In running Flow Simulation Particle Studies on a project I keep having all of my particles lost because of high velocity normal impact on solids. Out of 300 particles traced I might get 1 or 2 successfully following the flow trajectories. Changing restitution coefficients doesn't help.
The only thing I'm really concerned about in this particular case is the temperature lag of the particles versus the fluid, it is a confined flow path with no chance to settle.
I found that reducing particle diameter lets the particles continue on through the model. I'm assuming this is because the reduced momentum at impact doesn't push them so far into the solid that Flow loses track of them.
I'm not 100% sure what all Flow calculates as far as Fluid/Particle interactions in a particle study (and I'm off contract so I can't look at the KB to investigate) so I'm looking for feedback.
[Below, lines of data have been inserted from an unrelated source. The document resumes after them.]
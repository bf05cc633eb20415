//! Resolved terminals and stamp function signatures.

use plasma_core::{DaeSystem, MnaSystem};

use crate::element::Element;
use crate::error::{Error, Result};

/// An element's terminals and branch slot resolved against a layout.
///
/// `a` and `b` are matrix rows (`None` for ground). `branch` is the slot
/// within the branch block, present only for elements that carry a branch
/// current.
#[derive(Debug, Clone, Copy, PartialEq, Eq, Default)]
pub struct Terminals {
    pub a: Option<usize>,
    pub b: Option<usize>,
    pub branch: Option<usize>,
}

impl Terminals {
    /// Terminals of an element without a branch current.
    pub fn new(a: Option<usize>, b: Option<usize>) -> Self {
        Self { a, b, branch: None }
    }

    /// Terminals of an element owning branch slot `branch`.
    pub fn with_branch(a: Option<usize>, b: Option<usize>, branch: usize) -> Self {
        Self {
            a,
            b,
            branch: Some(branch),
        }
    }

    /// The branch slot, or an error naming the element.
    pub(crate) fn branch_for(&self, element: &Element) -> Result<usize> {
        self.branch.ok_or_else(|| Error::MissingBranch {
            name: element.name().to_string(),
        })
    }
}

/// Stamps an element's steady-state contribution into the MNA system.
pub type DcStampFn = fn(&Element, &Terminals, &mut MnaSystem) -> Result<()>;

/// Stamps an element's contribution into the DAE system.
pub type DaeStampFn = fn(&Element, &Terminals, &mut DaeSystem) -> Result<()>;
//! Element models and MNA/DAE stamps for Plasma.
//!
//! This crate provides the five linear two-terminal elements:
//! - Passive elements: R, C, L
//! - Independent sources: V, I
//!
//! Elements are a closed tagged variant ([`ElementKind`]); each kind maps to
//! one DC stamp and one DAE stamp through [`ElementKind::dc_stamp`] and
//! [`ElementKind::dae_stamp`].

pub mod element;
pub mod error;
pub mod passive;
pub mod sources;
pub mod stamp;

pub use element::{Element, ElementKind};
pub use error::{Error, Result};
pub use stamp::{DaeStampFn, DcStampFn, Terminals};
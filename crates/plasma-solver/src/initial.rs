//! Consistent initial conditions for `A·dx/dt = B·x + c`.
//!
//! The DC operating point is the starting state of a transient run. It
//! satisfies every algebraic row by construction, so this module only
//! verifies that and derives the initial derivative of the differential
//! components.

use nalgebra::{DMatrix, DVector};
use plasma_core::dae::DaeSystem;

use crate::error::{Error, Result};

/// Relative tolerance for the algebraic-row check.
pub const CONSISTENCY_TOLERANCE: f64 = 1e-9;

/// Singular values below this fraction of the largest are dropped when the
/// differential block is rank deficient.
const SVD_EPS: f64 = 1e-12;

/// A state `x0` and derivative `xdot0` consistent with the DAE.
#[derive(Debug, Clone)]
pub struct InitialState {
    pub x0: DVector<f64>,
    pub xdot0: DVector<f64>,
}

/// Verify `x0` against the algebraic rows and compute `xdot0`.
///
/// Each algebraic row `i` must satisfy `|(B·x0 + c)_i| <= tol·(1 + scale_i)`
/// with `scale_i = Σ_j |B_ij·x0_j| + |c_i|`. The differential components of
/// `xdot0` solve `A_dd·xdot_d = (B·x0 + c)_d`; the algebraic components are
/// zero, which is logged per row unless `suppress_algebraic` is set.
pub fn consistent_initial_state(
    dae: &DaeSystem,
    x0: DVector<f64>,
    tol: f64,
    suppress_algebraic: bool,
) -> Result<InitialState> {
    let f = dae.rhs(&x0)?;
    let size = dae.size();

    for row in dae.algebraic_rows() {
        let scale: f64 = dae
            .b
            .row(row)
            .iter()
            .zip(x0.iter())
            .map(|(b, x)| (b * x).abs())
            .sum::<f64>()
            + dae.c[row].abs();
        if f[row].abs() > tol * (1.0 + scale) {
            return Err(Error::InconsistentInitialCondition {
                row,
                residual: f[row],
            });
        }
        if !suppress_algebraic {
            log::warn!("row {row} is algebraic; initial derivative set to zero");
        }
    }

    let diff = dae.differential_rows();
    let mut xdot0 = DVector::zeros(size);
    if !diff.is_empty() {
        let a_dd = DMatrix::from_fn(diff.len(), diff.len(), |i, j| dae.a[(diff[i], diff[j])]);
        let f_d = DVector::from_fn(diff.len(), |i, _| f[diff[i]]);
        let xdot_d = solve_differential_block(a_dd, &f_d)?;
        for (k, &row) in diff.iter().enumerate() {
            xdot0[row] = xdot_d[k];
        }
    }

    log::debug!("initial derivative: {:?}", xdot0.as_slice());
    Ok(InitialState { x0, xdot0 })
}

/// Solve the differential block, falling back to a least-squares solution
/// when capacitors only couple nodes to each other.
fn solve_differential_block(a_dd: DMatrix<f64>, f_d: &DVector<f64>) -> Result<DVector<f64>> {
    if f_d.iter().all(|&v| v == 0.0) {
        return Ok(DVector::zeros(f_d.len()));
    }
    if let Some(x) = a_dd.clone().lu().solve(f_d) {
        if x.iter().all(|v| v.is_finite()) {
            return Ok(x);
        }
    }
    let eps = SVD_EPS * a_dd.amax();
    a_dd.svd(true, true)
        .solve(f_d, eps)
        .map_err(|reason| Error::InvalidConfig(format!("initial derivative: {reason}")))
}
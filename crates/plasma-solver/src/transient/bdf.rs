//! Variable-step, variable-order BDF for linear DAEs.
//!
//! Each step solves the linear system
//!
//! ```text
//! (α/h·A - B)·x_{n+1} = A·(β·x_n - γ·x_{n-1})/h + c
//! ```
//!
//! with the backward-difference coefficients of order 1 (`α = β = 1`,
//! `γ = 0`) or of order 2 on a variable grid. The local error is estimated
//! from the distance between the corrector and a polynomial predictor
//! through the last `k + 1` accepted points, measured in a weighted RMS norm.

use nalgebra::{DVector, Dyn, LU};

use crate::error::{Error, Result};
use crate::transient::integrator::{DaeIntegrator, DaeProblem};
use crate::transient::result::{IntegrationStats, RawTrajectory, TimePoint};
use crate::transient::types::{IntegratorConfig, TimeSpan};

/// Safety factor applied to the optimal step size.
const SAFETY: f64 = 0.9;
/// Largest step growth per accepted step.
const MAX_GROWTH: f64 = 2.0;
/// Largest step reduction per step.
const MAX_SHRINK: f64 = 0.1;

/// Built-in BDF integrator of order 1 or 2.
#[derive(Debug, Clone, Copy, Default)]
pub struct BdfIntegrator;

impl BdfIntegrator {
    pub fn new() -> Self {
        Self
    }
}

impl DaeIntegrator for BdfIntegrator {
    fn integrate(
        &self,
        problem: &DaeProblem<'_>,
        span: TimeSpan,
        config: &IntegratorConfig,
    ) -> Result<RawTrajectory> {
        config.validate()?;
        for len in [problem.x0.len(), problem.xdot0.len()] {
            if len != problem.size() {
                return Err(Error::DimensionMismatch {
                    expected: problem.size(),
                    actual: len,
                });
            }
        }

        let trajectory = Stepper::new(problem, span, config).run()?;
        log::debug!(
            "BDF: {} accepted, {} rejected, h in [{:e}, {:e}]",
            trajectory.stats.accepted_steps,
            trajectory.stats.rejected_steps,
            trajectory.stats.min_step_used,
            trajectory.stats.max_step_used
        );

        Ok(match config.output_points {
            Some(intervals) => trajectory.resample(intervals),
            None => trajectory,
        })
    }
}

/// State of one integration run.
struct Stepper<'p, 'a> {
    problem: &'p DaeProblem<'a>,
    span: TimeSpan,
    config: &'p IntegratorConfig,
    max_step: f64,
    /// Components that take part in the error test.
    error_rows: Vec<usize>,
    points: Vec<TimePoint>,
    stats: IntegrationStats,
    /// Factorization of `coeff·A - B`, keyed by `coeff`.
    cache: Option<(f64, LU<f64, Dyn, Dyn>)>,
}

impl<'p, 'a> Stepper<'p, 'a> {
    fn new(problem: &'p DaeProblem<'a>, span: TimeSpan, config: &'p IntegratorConfig) -> Self {
        let error_rows = if config.suppress_algebraic {
            problem.system.differential_rows()
        } else {
            (0..problem.size()).collect()
        };
        let max_step = config
            .max_step
            .unwrap_or(span.duration())
            .min(span.duration());

        Self {
            problem,
            span,
            config,
            max_step,
            error_rows,
            points: vec![TimePoint {
                time: span.start,
                state: problem.x0.clone(),
            }],
            stats: IntegrationStats {
                min_step_used: f64::INFINITY,
                ..Default::default()
            },
            cache: None,
        }
    }

    fn run(mut self) -> Result<RawTrajectory> {
        if self.problem.size() == 0 {
            self.points.push(TimePoint {
                time: self.span.stop,
                state: DVector::zeros(0),
            });
            self.record_step(self.span.duration());
            return Ok(self.finish());
        }

        let mut h = self.config.initial_step.min(self.max_step);
        let mut rejected_last = false;

        loop {
            let t = self.last().time;
            if t >= self.span.stop {
                break;
            }
            if self.stats.total_steps() >= self.config.max_steps {
                return Err(self.failure(format!(
                    "maximum number of steps ({}) reached",
                    self.config.max_steps
                )));
            }

            let remaining = self.span.stop - t;
            let final_step = h >= remaining;
            if final_step {
                h = remaining;
            } else if h < self.config.min_step {
                log::warn!("BDF: step size collapsed to {h:e} at t = {t:e}");
                return Err(self.failure(format!(
                    "step size {h:e} below minimum {:e}",
                    self.config.min_step
                )));
            }

            let order = if self.config.max_order >= 2 && self.points.len() >= 3 && !rejected_last {
                2
            } else {
                1
            };

            let (state, norm) = self.attempt(h, order)?;
            if !norm.is_finite() {
                self.stats.rejected_steps += 1;
                return Err(self.failure("error estimate is not finite".into()));
            }

            if norm <= 1.0 {
                let time = if final_step { self.span.stop } else { t + h };
                log::trace!("BDF{order}: accept t = {time:e}, h = {h:e}, err = {norm:.3}");
                self.points.push(TimePoint { time, state });
                self.record_step(h);
                rejected_last = false;
                h *= step_factor(norm, order).clamp(MAX_SHRINK, MAX_GROWTH);
                h = h.min(self.max_step);
            } else {
                log::trace!("BDF{order}: reject t = {:e}, h = {h:e}, err = {norm:.3}", t + h);
                self.stats.rejected_steps += 1;
                rejected_last = true;
                h *= step_factor(norm, order).clamp(MAX_SHRINK, SAFETY);
            }
        }

        Ok(self.finish())
    }

    /// Solve one step of size `h` and estimate its local error.
    fn attempt(&mut self, h: f64, order: usize) -> Result<(DVector<f64>, f64)> {
        let system = self.problem.system;
        let n = self.points.len();
        let last = &self.points[n - 1];
        let t_new = last.time + h;

        let (coeff, history) = if order == 2 {
            let prev = &self.points[n - 2];
            let w = h / (last.time - prev.time);
            let alpha = (1.0 + 2.0 * w) / (1.0 + w);
            let beta = 1.0 + w;
            let gamma = w * w / (1.0 + w);
            (
                alpha / h,
                (&last.state * beta - &prev.state * gamma) / h,
            )
        } else {
            (1.0 / h, &last.state / h)
        };

        let (predicted, t_back) = if n > order {
            let window = &self.points[n - order - 1..];
            (extrapolate(window, t_new), window[0].time)
        } else {
            (&last.state + &self.problem.xdot0 * h, last.time - h)
        };
        let x_old = last.state.clone();

        let rhs = &system.a * history + &system.c;
        let Some(state) = self.solve(coeff, &rhs) else {
            self.stats.rejected_steps += 1;
            return Err(self.failure("singular iteration matrix".into()));
        };
        if state.iter().any(|v| !v.is_finite()) {
            self.stats.rejected_steps += 1;
            return Err(self.failure("state is not finite".into()));
        }

        let error = (&state - predicted) * (h / (t_new - t_back));
        let norm = self.error_norm(&error, &x_old, &state);
        Ok((state, norm))
    }

    fn solve(&mut self, coeff: f64, rhs: &DVector<f64>) -> Option<DVector<f64>> {
        let system = self.problem.system;
        let lu = match self.cache.take() {
            Some((key, lu)) if key == coeff => lu,
            _ => (&system.a * coeff - &system.b).lu(),
        };
        let x = lu.solve(rhs);
        self.cache = Some((coeff, lu));
        x
    }

    /// Weighted RMS norm with weights `abs_tol + rel_tol·|x|`.
    fn error_norm(&self, error: &DVector<f64>, x_old: &DVector<f64>, x_new: &DVector<f64>) -> f64 {
        if self.error_rows.is_empty() {
            return 0.0;
        }
        let sum: f64 = self
            .error_rows
            .iter()
            .map(|&i| {
                let scale = x_old[i].abs().max(x_new[i].abs());
                let weight = self.config.abs_tol + self.config.rel_tol * scale;
                (error[i] / weight).powi(2)
            })
            .sum();
        (sum / self.error_rows.len() as f64).sqrt()
    }

    fn record_step(&mut self, h: f64) {
        self.stats.accepted_steps += 1;
        self.stats.min_step_used = self.stats.min_step_used.min(h);
        self.stats.max_step_used = self.stats.max_step_used.max(h);
    }

    fn last(&self) -> &TimePoint {
        // Seeded with the initial point and never shrinks.
        &self.points[self.points.len() - 1]
    }

    fn failure(&self, reason: String) -> Error {
        let last = self.last();
        Error::IntegrationFailed {
            time: last.time,
            steps: self.stats.total_steps(),
            reason,
            last_state: Some(last.clone()),
        }
    }

    fn finish(mut self) -> RawTrajectory {
        if self.stats.accepted_steps == 0 {
            self.stats.min_step_used = 0.0;
        }
        RawTrajectory {
            points: self.points,
            stats: self.stats,
        }
    }
}

/// Optimal step ratio for an error norm at the given order.
fn step_factor(norm: f64, order: usize) -> f64 {
    if norm == 0.0 {
        return MAX_GROWTH;
    }
    SAFETY * norm.powf(-1.0 / (order + 1) as f64)
}

/// Evaluate the interpolating polynomial through `points` at `time`.
fn extrapolate(points: &[TimePoint], time: f64) -> DVector<f64> {
    let mut result = DVector::zeros(points[0].state.len());
    for (i, pi) in points.iter().enumerate() {
        let weight: f64 = points
            .iter()
            .enumerate()
            .filter(|&(j, _)| j != i)
            .map(|(_, pj)| (time - pj.time) / (pi.time - pj.time))
            .product();
        result.axpy(weight, &pi.state, 1.0);
    }
    result
}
I copied my stock material and then doubled the specific heat and reduced my specified particle diameter (to 40%) such that the heat capacity per particle (J/K) is still accurate. I didn't change the thermal conductivity or density of the particle material.
Am I correct in believing that Flow considers the particle to have a uniform temperature? Such that the conductivity of particles doesn't matter? Or does it only display the average temperature while calculating for an internal gradient?
Does it utilize the particle surface in its calculation of heat transfer to the particle? (If so reducing my particle diameter should be a conservative approach as it reduces the area so reality would be a smaller delta T).
Thoughts?? What other techniques have people found for preventing particles from getting lost that maintain thermal properties?